Otley (1994) enfatiza que, num ambiente cada vez mais volátil e incerto, os instrumentos preditivos, de planejamento, deveriam proporcionar condições para as organizações atuarem de maneira mais eficiente na controlabilidade de seu futuro. Dessa maneira, em teoria, cada vez mais existiria oportunidade para o uso dos instrumentos gerenciais. Scapens (1994), desde longa data, tem persistido em uma discussão muito significativa sobre o distanciamento entre a teoria e a prática nas pesquisas sobre a contabilidade gerencial. A sua motivação para a continuidade do tema está relacionada com a perspectiva de que o nível de incerteza poderia e deveria ser diminuído pela disponibilização de informações. Hansen, Otley e Van der Stede (2003) corroboram o exposto por Scapens no que diz respeito à distância entre teoria e prática. Em outras palavras, o tempo tem passado e a questão ainda continua importante e não resolvida. Ao contrário, questiona-se o fato de que a contabilidade gerencial foi desenhada para as grandes empresas apenas. Nas salas de aula, os professores ensinam que as organizações têm que contar com vários tipos de recursos para manter as suas vantagens competitivas, as quais são fatores importantes para o sucesso. Estes recursos são compostos por uma grande variedade de elementos, tais como sistemas de informação, conceitos econômico-financeiros, modelos e estruturas organizacionais.
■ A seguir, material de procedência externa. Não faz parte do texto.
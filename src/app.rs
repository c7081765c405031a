use axum::{
    extract::DefaultBodyLimit,
    http::HeaderValue,
    middleware::from_fn_with_state,
    routing::{delete, get, post, put, MethodRouter},
    Router,
};
use tower_http::{
    cors::{AllowOrigin, Any, CorsLayer},
    trace::TraceLayer,
};

use crate::auth::Capability::{self, Admin, Read, Write};
use crate::auth::CapabilitySet;
use crate::error::ApiError;
use crate::handlers::{analytics, auth, files, notifications, orders, products, system, users};
use crate::middleware::{require_api_key, Requirement};
use crate::state::AppState;

/// Build the full application router
pub fn app(state: AppState) -> Router {
    let mut router = Router::new()
        // Public
        .route("/", get(system::home))
        .route("/health", get(system::health))
        .route("/api/system/health", get(system::health))
        // Gated
        .merge(auth_routes(&state))
        .merge(user_routes(&state))
        .merge(product_routes(&state))
        .merge(order_routes(&state))
        .merge(analytics_routes(&state))
        .merge(file_routes(&state))
        .merge(notification_routes(&state))
        .merge(system_routes(&state))
        .fallback(not_found)
        .layer(DefaultBodyLimit::max(state.config.api.max_request_size_bytes));

    if state.config.security.enable_cors {
        router = router.layer(cors_layer(&state.config.security.cors_origins));
    }
    if state.config.api.enable_request_logging {
        router = router.layer(TraceLayer::new_for_http());
    }

    router.with_state(state)
}

/// Wrap a method router so the API key gate runs before its handlers
fn guard(state: &AppState, required: &[Capability], route: MethodRouter<AppState>) -> MethodRouter<AppState> {
    let requirement = Requirement {
        gate: state.gate.clone(),
        header: state.api_key_header.clone(),
        required: CapabilitySet::from(required),
    };
    route.route_layer(from_fn_with_state(requirement, require_api_key))
}

/// Register a collection route with and without the trailing slash
fn collection(router: Router<AppState>, path: &str, route: MethodRouter<AppState>) -> Router<AppState> {
    router
        .route(&format!("{}/", path), route.clone())
        .route(path, route)
}

fn auth_routes(state: &AppState) -> Router<AppState> {
    Router::new()
        // Any registered key
        .route("/api/auth/validate", guard(state, &[], get(auth::validate)))
}

fn user_routes(state: &AppState) -> Router<AppState> {
    let router = collection(
        Router::new(),
        "/api/users",
        guard(state, &[Read], get(users::list)).merge(guard(state, &[Write], post(users::create))),
    );

    router
        .route("/api/users/search", guard(state, &[Read], get(users::search)))
        .route(
            "/api/users/:user_id",
            guard(state, &[Read], get(users::get))
                .merge(guard(state, &[Write], put(users::update)))
                .merge(guard(state, &[Admin], delete(users::delete))),
        )
        .route("/api/users/:user_id/profile", guard(state, &[Read], get(users::profile)))
        .route("/api/users/:user_id/avatar", guard(state, &[Write], post(users::upload_avatar)))
        .route("/api/users/:user_id/preferences", guard(state, &[Read], get(users::preferences)))
        .route("/api/users/:user_id/activity", guard(state, &[Read], get(users::activity)))
}

fn product_routes(state: &AppState) -> Router<AppState> {
    let router = collection(
        Router::new(),
        "/api/products",
        guard(state, &[Read], get(products::list)).merge(guard(state, &[Write], post(products::create))),
    );

    router
        .route("/api/products/categories", guard(state, &[Read], get(products::categories)))
        .route("/api/products/search", guard(state, &[Read], get(products::search)))
        .route(
            "/api/products/:product_id",
            guard(state, &[Read], get(products::get))
                .merge(guard(state, &[Write], put(products::update)))
                .merge(guard(state, &[Admin], delete(products::delete))),
        )
        .route(
            "/api/products/:product_id/inventory",
            guard(state, &[Read], get(products::inventory))
                .merge(guard(state, &[Write], put(products::update_inventory))),
        )
        .route("/api/products/:product_id/reviews", guard(state, &[Read], get(products::reviews)))
        .route("/api/products/:product_id/images", guard(state, &[Write], post(products::upload_image)))
}

fn order_routes(state: &AppState) -> Router<AppState> {
    let router = collection(
        Router::new(),
        "/api/orders",
        guard(state, &[Read], get(orders::list)).merge(guard(state, &[Write], post(orders::create))),
    );

    router
        .route("/api/orders/statistics", guard(state, &[Read], get(orders::statistics)))
        .route(
            "/api/orders/:order_id",
            guard(state, &[Read], get(orders::get)).merge(guard(state, &[Write], put(orders::update))),
        )
        .route("/api/orders/:order_id/status", guard(state, &[Write], put(orders::update_status)))
        .route("/api/orders/:order_id/items", guard(state, &[Read], get(orders::items)))
        .route("/api/orders/:order_id/shipping", guard(state, &[Read], get(orders::shipping)))
        .route("/api/orders/:order_id/payment", guard(state, &[Read], get(orders::payment)))
        .route("/api/orders/:order_id/invoice", guard(state, &[Read], get(orders::invoice)))
}

fn analytics_routes(state: &AppState) -> Router<AppState> {
    Router::new()
        .route("/api/analytics/dashboard", guard(state, &[Read], get(analytics::dashboard)))
        .route("/api/analytics/sales", guard(state, &[Read], get(analytics::sales)))
        .route("/api/analytics/users", guard(state, &[Read], get(analytics::users)))
        .route("/api/analytics/traffic", guard(state, &[Read], get(analytics::traffic)))
        .route("/api/analytics/revenue", guard(state, &[Read], get(analytics::revenue)))
        .route("/api/analytics/conversion", guard(state, &[Read], get(analytics::conversion)))
        .route("/api/analytics/performance", guard(state, &[Read], get(analytics::performance)))
        .route("/api/analytics/reports", guard(state, &[Read], post(analytics::generate_report)))
        .route("/api/analytics/export", guard(state, &[Read], post(analytics::export)))
        .route("/api/analytics/alerts", guard(state, &[Read], get(analytics::alerts)))
}

fn file_routes(state: &AppState) -> Router<AppState> {
    Router::new()
        .route("/api/files/upload", guard(state, &[Write], post(files::upload)))
        .route("/api/files/list", guard(state, &[Read], get(files::list)))
        .route(
            "/api/files/:file_id",
            guard(state, &[Read], get(files::get)).merge(guard(state, &[Write], delete(files::delete))),
        )
        .route("/api/files/:file_id/download", guard(state, &[Read], get(files::download)))
        .route("/api/files/:file_id/share", guard(state, &[Write], post(files::share)))
}

fn notification_routes(state: &AppState) -> Router<AppState> {
    let router = collection(
        Router::new(),
        "/api/notifications",
        guard(state, &[Read], get(notifications::list))
            .merge(guard(state, &[Write], post(notifications::create))),
    );

    router
        .route("/api/notifications/send", guard(state, &[Write], post(notifications::send)))
        .route(
            "/api/notifications/:notification_id/read",
            guard(state, &[Write], put(notifications::mark_read)),
        )
}

fn system_routes(state: &AppState) -> Router<AppState> {
    Router::new().route("/api/system/info", guard(state, &[Admin], get(system::info)))
}

fn cors_layer(origins: &[String]) -> CorsLayer {
    if origins.is_empty() || origins.iter().any(|o| o == "*") {
        return CorsLayer::permissive();
    }

    let allowed: Vec<HeaderValue> = origins
        .iter()
        .filter_map(|origin| match origin.parse::<HeaderValue>() {
            Ok(value) => Some(value),
            Err(_) => {
                tracing::warn!("Ignoring invalid CORS origin '{}'", origin);
                None
            }
        })
        .collect();

    CorsLayer::new()
        .allow_origin(AllowOrigin::list(allowed))
        .allow_methods(Any)
        .allow_headers(Any)
}

async fn not_found() -> ApiError {
    ApiError::not_found("Resource not found")
}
Esse conjunto, melhor detalhado na seqüência deste trabalho, será denominado COMPONENTES, os quais afetam as práticas gerenciais. Nesse sentido, em termos de foco do presente estudo, as organizações de médio e grande porte são tratadas, dado que as organizações de pequeno porte apresentam uma série de dificuldades em termos de obtenção de informações confiáveis. A pergunta de pesquisa que direciona este trabalho é a seguinte: qual o nível de aderência que as empresas brasileiras de médio e grande porte têm em relação ao arcabouço teórico dos elementos da contabilidade gerencial? Nessas condições, a pesquisa teve como objetivo estudar o mercado brasileiro, especificamente as empresas de médio e grande porte, no que se refere à existência dos COMPONENTES referenciados pelos autores que tratam da contabilidade gerencial, mensurando a intensidade de sua utilização, denominado no texto de nível de aderência, para classificar as empresas de acordo com seus perfis de utilização.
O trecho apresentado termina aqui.